● What the exercise asks:
Find every line in the listing below that includes the word "prune", then give only how many there are.

● Data records:

● ● ● ●

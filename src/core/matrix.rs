//! Matrix runner.
//!
//! For every environment descriptor: prepare, install the project, install
//! its dependencies and run the suite against the installed package. A
//! failure marks that descriptor failed and nothing else.

use serde::Serialize;
use std::fs;
use std::path::{Path, PathBuf};
use std::thread;
use std::time::Instant;
use tracing::{debug, info, warn};

use crate::core::cache::{self, CacheStore};
use crate::core::config::Config;
use crate::core::constants;
use crate::core::domain::EnvironmentDescriptor;
use crate::core::prepare;
use crate::core::source::HiddenSource;
use crate::core::step::StepRunner;
use crate::core::workspace;
use crate::error::{Error, Result, Stage, StepError};

/// Result of one descriptor's run.
#[derive(Debug, Clone, PartialEq, Eq, Serialize)]
#[serde(tag = "status", rename_all = "lowercase")]
pub enum Outcome {
    Passed,
    Failed {
        stage: Option<Stage>,
        error: String,
    },
}

impl Outcome {
    fn from_error(err: &Error) -> Self {
        let stage = match err {
            Error::Step(step) => step.stage(),
            _ => None,
        };
        Self::Failed {
            stage,
            error: err.to_string(),
        }
    }
}

/// One descriptor's run.
#[derive(Debug, Clone, Serialize)]
pub struct DescriptorOutcome {
    pub descriptor: String,
    #[serde(flatten)]
    pub outcome: Outcome,
    pub duration_ms: u128,
    /// Captured step output (matrix runs only)
    #[serde(skip_serializing_if = "String::is_empty")]
    pub transcript: String,
}

impl DescriptorOutcome {
    pub fn passed(&self) -> bool {
        self.outcome == Outcome::Passed
    }
}

/// Outcomes of a whole matrix, in matrix order.
#[derive(Debug, Clone, Serialize)]
pub struct MatrixReport {
    pub started_at: String,
    pub outcomes: Vec<DescriptorOutcome>,
}

impl MatrixReport {
    /// True iff every descriptor passed.
    pub fn passed(&self) -> bool {
        self.outcomes.iter().all(DescriptorOutcome::passed)
    }

    pub fn failures(&self) -> impl Iterator<Item = &DescriptorOutcome> {
        self.outcomes.iter().filter(|o| !o.passed())
    }
}

/// Step runner in `dir` with the descriptor's variables exported.
pub fn descriptor_runner(config: &Config, descriptor: &EnvironmentDescriptor, dir: &Path) -> StepRunner {
    let runtime = descriptor.runtime_command(&config.runtime.command, &config.runtime.generic);
    StepRunner::new(dir)
        .env(constants::env::OS, descriptor.os.as_str())
        .env(constants::env::RUNTIME, runtime)
        .env(constants::env::RUNTIME_VERSION, descriptor.version.as_str())
        .env(constants::env::TOOLCHAIN, descriptor.toolchain.as_str())
        .env(constants::env::DESCRIPTOR, descriptor.id())
        .env(constants::env::CACHE_KEY, cache::key(descriptor))
}

/// Runs descriptors for one project.
pub struct MatrixRunner<'a> {
    config: &'a Config,
    project: PathBuf,
    state_dir: PathBuf,
}

impl<'a> MatrixRunner<'a> {
    /// Runner for the project rooted at `project`.
    ///
    /// Workspaces and the cache store live under `<project>/.brewgate`.
    pub fn new(config: &'a Config, project: impl Into<PathBuf>) -> Self {
        let project = project.into();
        let state_dir = project.join(constants::STATE_DIR);
        Self {
            config,
            project,
            state_dir,
        }
    }

    /// Use a different state directory.
    pub fn with_state_dir(mut self, dir: impl Into<PathBuf>) -> Self {
        self.state_dir = dir.into();
        self
    }

    /// The step sequence for one descriptor.
    fn execute(&self, descriptor: &EnvironmentDescriptor, runner: &StepRunner) -> Result<()> {
        let runtime = descriptor.runtime_command(&self.config.runtime.command, &self.config.runtime.generic);
        which::which(&runtime).map_err(|_| StepError::RuntimeNotFound(runtime.clone()))?;
        prepare::strategy_for(&descriptor.os, &self.config.prepare).prepare(runner)?;

        let steps = &self.config.steps;
        runner.run_all(Stage::Install, &steps.install)?;
        runner.run_all(Stage::Dependencies, &steps.dependencies)?;

        let _hidden = HiddenSource::hide(runner.dir(), self.config.project.source_dir())?;
        runner.run_all(Stage::Test, &steps.test)
    }

    /// Run one descriptor in the project directory itself.
    ///
    /// This is what a CI worker does: the scheduler already isolated the
    /// environment and persists caches, so only pruning happens here.
    pub fn run_in_place(&self, descriptor: &EnvironmentDescriptor) -> DescriptorOutcome {
        let start = Instant::now();
        let runner = descriptor_runner(self.config, descriptor, &self.project);

        info!(descriptor = %descriptor, "running");
        let outcome = match self.execute(descriptor, &runner) {
            Ok(()) => Outcome::Passed,
            Err(e) => Outcome::from_error(&e),
        };

        if let Err(e) = cache::prune(&self.project, None, &self.config.cache.prune) {
            warn!(error = %e, "cache prune failed");
        }

        DescriptorOutcome {
            descriptor: descriptor.id(),
            outcome,
            duration_ms: start.elapsed().as_millis(),
            transcript: String::new(),
        }
    }

    /// Run one descriptor in its own workspace with its own cache.
    ///
    /// Each worker also gets its own `HOME`, so `~/` cache directories are
    /// never shared between descriptors running side by side.
    fn run_isolated(&self, descriptor: &EnvironmentDescriptor, store: &CacheStore) -> DescriptorOutcome {
        let start = Instant::now();
        let key = cache::key(descriptor);
        let work_root = self.state_dir.join(constants::WORK_DIR);
        let home = work_root.join(format!("{}{}", descriptor.id(), constants::HOME_SUFFIX));

        let setup = workspace::create(&self.project, &work_root, descriptor).and_then(|dir| {
            if home.exists() {
                fs::remove_dir_all(&home)?;
            }
            fs::create_dir_all(&home)?;
            store.restore(&key, &self.config.cache, &dir, Some(&home))?;
            Ok(dir)
        });
        let dir = match setup {
            Ok(dir) => dir,
            Err(e) => {
                return DescriptorOutcome {
                    descriptor: descriptor.id(),
                    outcome: Outcome::from_error(&e),
                    duration_ms: start.elapsed().as_millis(),
                    transcript: String::new(),
                }
            }
        };

        let runner = descriptor_runner(self.config, descriptor, &dir)
            .env("HOME", home.to_string_lossy())
            .captured();
        let outcome = match self.execute(descriptor, &runner) {
            Ok(()) => Outcome::Passed,
            Err(e) => Outcome::from_error(&e),
        };
        debug!(descriptor = %descriptor, ?outcome, "descriptor finished");

        if let Err(e) = store.persist(&key, &self.config.cache, &dir, Some(&home)) {
            warn!(descriptor = %descriptor, error = %e, "cache persist failed");
        }
        if outcome == Outcome::Passed {
            for scratch in [&dir, &home] {
                if let Err(e) = fs::remove_dir_all(scratch) {
                    warn!(dir = %scratch.display(), error = %e, "failed to remove workspace");
                }
            }
        }

        DescriptorOutcome {
            descriptor: descriptor.id(),
            outcome,
            duration_ms: start.elapsed().as_millis(),
            transcript: runner.transcript(),
        }
    }

    /// Run every descriptor in parallel, each on its own worker.
    pub fn run_matrix(&self) -> MatrixReport {
        let started_at = chrono::Utc::now().to_rfc3339();
        let store = CacheStore::new(self.state_dir.join(constants::CACHE_DIR));
        info!(descriptors = self.config.matrix.len(), "running matrix");

        let outcomes = thread::scope(|scope| {
            let workers: Vec<_> = self
                .config
                .matrix
                .iter()
                .map(|descriptor| {
                    let store = &store;
                    (descriptor, scope.spawn(move || self.run_isolated(descriptor, store)))
                })
                .collect();

            workers
                .into_iter()
                .map(|(descriptor, worker)| {
                    worker.join().unwrap_or_else(|_| DescriptorOutcome {
                        descriptor: descriptor.id(),
                        outcome: Outcome::Failed {
                            stage: None,
                            error: "worker panicked".to_string(),
                        },
                        duration_ms: 0,
                        transcript: String::new(),
                    })
                })
                .collect()
        });

        MatrixReport {
            started_at,
            outcomes,
        }
    }
}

● ● ● ●

● Exercise output:
2